How long are the boards and beyond videos
It can exacerbate heart diseases, trigger hypertension and compromise immune systems. Greater exposure to air pollution has long been tied to shorter life expectancy.
#HOW LONG ARE THE BOARDS AND BEYOND VIDEOS HOW TO#
How to address the coronavirus’s outsized toll on people of colourīlack and minority ethnic populations are also more likely to live in neighbourhoods where they are exposed to high levels of lead and to air pollution. Black and minority ethnic people are also more likely to live in ‘deprived’ areas that are closer to sources of industrial pollution - from lead-tainted water in Flint, Michigan, to nerve gas, arsenic and polychlorinated biphenyls in Anniston, Alabama. Only 2% of white people in the United Kingdom live in crowded conditions, but 30% of Bangladeshi, 16% of Pakistani and 15% of black African households are overcrowded. Crowded housing and working conditions have been suggested as a reason for the disparity. The first ten physicians in the United Kingdom known to have died from COVID-19 were also from black, Asian or minority ethnic groups. In April, the UK Intensive Care National Audit and Research Centre estimated that 35% of people in intensive care with COVID-19 are black, Asian or members of other minority ethnic groups, nearly triple their proportion in the UK population. This is not only a problem in the United States. All this creates physical and social vulnerabilities that leave people of colour less able to resist and survive infections such as the coronavirus. It’s also true that marginalized minority ethnic groups have increased exposure to environmental pollution and reduced access to health care. It’s true that pathogens are democratic by nature. By anticipating the outsized environmental assaults that people of colour face, we can act to protect lives during the current pandemic and future outbreaks. To combat these, society must actively take responsibility. The main culprits include indifference and ignorance, inadequate testing of industrial chemicals, racism, housing discrimination, corporate greed and lax legislation from, in the United States, a weakened Environmental Protection Agency. These can persist even in the absence of malevolent actors. We need to take a longer, harder look at environmental racism - systems that produce and perpetuate inequalities in exposure to environmental pollutants.

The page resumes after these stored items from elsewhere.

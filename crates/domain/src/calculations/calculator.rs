//! Whole-sheet derivation.

use serde::Serialize;

use super::armor::{compute_armor, CalculatedArmor};
use super::attributes::{compute_attribute_totals, AttributeTotals};
use super::berkana::{compute_berkana, BerkanaCalculation};
use super::progression::{compute_progression, stale_threshold_warning, Progression};
use super::vitality::{compute_vitality, VitalityCalculation};
use super::weapons::{compute_weapons, CalculatedWeapons};
use crate::character_sheet::RawCharacterSheet;
use crate::error::{DomainError, DomainWarning};
use crate::value_objects::FormulaRevision;

/// Every derived figure for a sheet.
#[derive(Debug, Clone, PartialEq, Serialize)]
#[serde(rename_all = "camelCase")]
pub struct CalculatedValues {
    pub vitality: VitalityCalculation,
    pub berkana: BerkanaCalculation,
    pub attributes: AttributeTotals,
    pub weapons: CalculatedWeapons,
    pub armor: CalculatedArmor,
    pub progression: Progression,
}

/// A raw sheet together with its derived view.
///
/// Never persisted; rebuilt from the raw sheet on every read.
#[derive(Debug, Clone, PartialEq, Serialize)]
#[serde(rename_all = "camelCase")]
pub struct CalculatedCharacterSheet {
    /// The raw sheet, unchanged
    pub data: RawCharacterSheet,
    pub calculated: CalculatedValues,
    /// Formula revision the values were derived with
    pub rules: FormulaRevision,
    #[serde(skip_serializing_if = "Vec::is_empty")]
    pub warnings: Vec<DomainWarning>,
}

/// Derives calculated sheets under a fixed formula revision.
#[derive(Debug, Clone, Copy, Default, PartialEq, Eq)]
pub struct SheetCalculator {
    revision: FormulaRevision,
}

impl SheetCalculator {
    pub fn new(revision: FormulaRevision) -> Self {
        Self { revision }
    }

    pub fn revision(&self) -> FormulaRevision {
        self.revision
    }

    pub fn calculate(&self, sheet: &RawCharacterSheet) -> CalculatedCharacterSheet {
        let level = sheet.level();
        let mut warnings = Vec::new();

        let vitality = compute_vitality(
            sheet.vitality.race_base,
            sheet.vitality.class_base,
            level,
            self.revision.vitality_policy(),
        );
        let berkana = compute_berkana(sheet.berkana.base_value, level);
        let attributes = compute_attribute_totals(&sheet.attributes, level);
        let weapons = compute_weapons(&sheet.weapons, level, &mut warnings);
        let armor = compute_armor(&sheet.armor, &mut warnings);

        let policy = self.revision.progression_policy();
        let stored_next = sheet.basic_info.next_level_xp;
        let progression =
            compute_progression(level, sheet.basic_info.current_xp, stored_next, policy);
        warnings.extend(stale_threshold_warning(&progression, stored_next, policy));

        CalculatedCharacterSheet {
            data: sheet.clone(),
            calculated: CalculatedValues {
                vitality,
                berkana,
                attributes,
                weapons,
                armor,
                progression,
            },
            rules: self.revision,
            warnings,
        }
    }

    /// Parse an untyped sheet and derive it. Fails without a partial result if
    /// the sheet is structurally incomplete.
    pub fn calculate_json(
        &self,
        value: serde_json::Value,
    ) -> Result<CalculatedCharacterSheet, DomainError> {
        let sheet = RawCharacterSheet::from_json(value)?;
        Ok(self.calculate(&sheet))
    }
}

#[cfg(test)]
mod tests {
    use super::*;
    use crate::character_sheet::fixtures::sheet_json;
    use crate::value_objects::{ArmorStatus, WeaponSlot};

    fn sheet() -> RawCharacterSheet {
        RawCharacterSheet::from_json(sheet_json()).expect("fixture sheet")
    }

    #[test]
    fn current_revision_end_to_end() {
        let result = SheetCalculator::default().calculate(&sheet());
        let calc = &result.calculated;

        assert_eq!(result.rules, FormulaRevision::Current);
        assert!(result.warnings.is_empty());

        // Level 4: base 80, multiplier 5
        assert_eq!(calc.vitality.base, 80.0);
        assert_eq!(calc.vitality.multiplier, 5);
        assert_eq!(calc.vitality.levels.notable, 400.0);
        assert_eq!(calc.vitality.total, 900.0);

        assert_eq!(calc.berkana.total, 52.0);
        assert_eq!(calc.attributes.level_bonus, 0);
        assert_eq!(calc.attributes.next_bonus_at_level, 5);
        assert_eq!(calc.attributes.totals.strength, 12.0);

        assert_eq!(calc.weapons.weapon1.calculated_percentage, 64.0);
        assert_eq!(calc.weapons.weapon2.calculated_percentage, 100.0);
        assert_eq!(calc.weapons.weapon3.calculated_percentage, 4.0);

        assert_eq!(calc.armor.condition.durability_percentage, 25);
        assert_eq!(calc.armor.condition.status, ArmorStatus::Damaged);

        assert_eq!(calc.progression.next_level, 5);
        assert_eq!(calc.progression.xp_for_next, 50);
        assert_eq!(calc.progression.xp_progress, 50);
    }

    #[test]
    fn legacy_revision_uses_stepped_tiers_and_stored_xp() {
        let mut raw = sheet();
        raw.basic_info.next_level_xp = 100;

        let result = SheetCalculator::new(FormulaRevision::Legacy).calculate(&raw);
        let calc = &result.calculated;

        assert_eq!(result.rules, FormulaRevision::Legacy);
        // 400 / 6 = 66.67 -> step 66
        assert_eq!(calc.vitality.total, 400.0);
        assert_eq!(calc.vitality.levels.injured, 334.0);
        assert_eq!(calc.vitality.levels.coma, 70.0);
        assert_eq!(calc.progression.xp_for_next, 100);
        assert_eq!(calc.progression.xp_progress, 25);
        assert!(result.warnings.is_empty());
    }

    #[test]
    fn stale_stored_threshold_is_reported_under_current_revision() {
        let mut raw = sheet();
        raw.basic_info.next_level_xp = 100;

        let result = SheetCalculator::default().calculate(&raw);

        assert_eq!(result.calculated.progression.xp_for_next, 50);
        assert_eq!(
            result.warnings,
            vec![DomainWarning::StaleNextLevelXp {
                stored: 100,
                expected: 50
            }]
        );
    }

    #[test]
    fn data_is_the_input_unchanged() {
        let raw = sheet();
        let result = SheetCalculator::default().calculate(&raw);
        assert_eq!(result.data, raw);

        let json = serde_json::to_value(&result).expect("serialize sheet");
        let data_back: RawCharacterSheet =
            serde_json::from_value(json["data"].clone()).expect("data round-trips");
        assert_eq!(data_back, raw);
    }

    #[test]
    fn calculation_is_idempotent() {
        let raw = sheet();
        let calculator = SheetCalculator::new(FormulaRevision::Legacy);
        let first = serde_json::to_string(&calculator.calculate(&raw)).expect("serialize");
        let second = serde_json::to_string(&calculator.calculate(&raw)).expect("serialize");
        assert_eq!(first, second);
    }

    #[test]
    fn warnings_are_collected_in_sheet_order() {
        let mut raw = sheet();
        raw.weapons.weapon3.percentage = 101.0;
        raw.armor.vitality_current = -1.0;
        raw.basic_info.next_level_xp = 10;

        let result = SheetCalculator::default().calculate(&raw);

        assert_eq!(result.warnings.len(), 3);
        assert!(matches!(
            result.warnings[0],
            DomainWarning::WeaponPercentageClamped {
                slot: WeaponSlot::Weapon3,
                ..
            }
        ));
        assert!(matches!(
            result.warnings[1],
            DomainWarning::NegativeArmorVitality { .. }
        ));
        assert!(matches!(
            result.warnings[2],
            DomainWarning::StaleNextLevelXp { .. }
        ));
        assert_eq!(result.calculated.armor.condition.status, ArmorStatus::Broken);
    }

    #[test]
    fn calculate_json_rejects_incomplete_sheet() {
        let mut json = sheet_json();
        json["attributes"]["class"]
            .as_object_mut()
            .expect("class attributes")
            .remove("vigor");

        let err = SheetCalculator::default()
            .calculate_json(json)
            .expect_err("missing attribute");
        assert!(matches!(err, DomainError::Structural(_)));
        assert!(err.to_string().contains("vigor"));
    }

    #[test]
    fn serialized_shape_uses_boundary_names() {
        let json = serde_json::to_value(SheetCalculator::default().calculate(&sheet()))
            .expect("serialize sheet");

        assert_eq!(json["rules"], "current");
        assert!(json.get("warnings").is_none());
        assert_eq!(json["calculated"]["vitality"]["levels"]["severelyInjured"], 200.0);
        assert_eq!(json["calculated"]["attributes"]["totals"]["willpower"], 6.0);
        assert_eq!(json["calculated"]["attributes"]["nextBonusAtLevel"], 5);
        assert_eq!(json["calculated"]["berkana"]["levelBonus"], 40);
        assert_eq!(json["calculated"]["weapons"]["weapon2"]["calculatedPercentage"], 100.0);
        assert_eq!(json["calculated"]["armor"]["status"], "damaged");
        assert_eq!(json["calculated"]["progression"]["xpForNext"], 50);
        assert_eq!(json["data"]["basicInfo"]["characterName"], "Ragna");
    }
}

The disparity exists across both urban and rural areas. African Americans who earn US$50,000–60,000 annually - solidly middle class - are exposed to much higher levels of industrial chemicals, air pollution and poisonous heavy metals, as well as pathogens, than are profoundly poor white people with annual incomes of $10,000. But racial disparities in exposure to environmental pollutants are greater factors that remain even after controlling for income.
Poverty is a risk factor for becoming unwell. Surely, I was asked, the issue is not race, but poverty? When my book on environmental racism came out last year, one of the most common questions I received concerned alternative explanations for the greater ill health of minority ethnic groups. As data accumulate that, in some places, people of colour are much more likely than white people to become ill and die of COVID-19, more discussions are grasping at factors beyond race to explain why.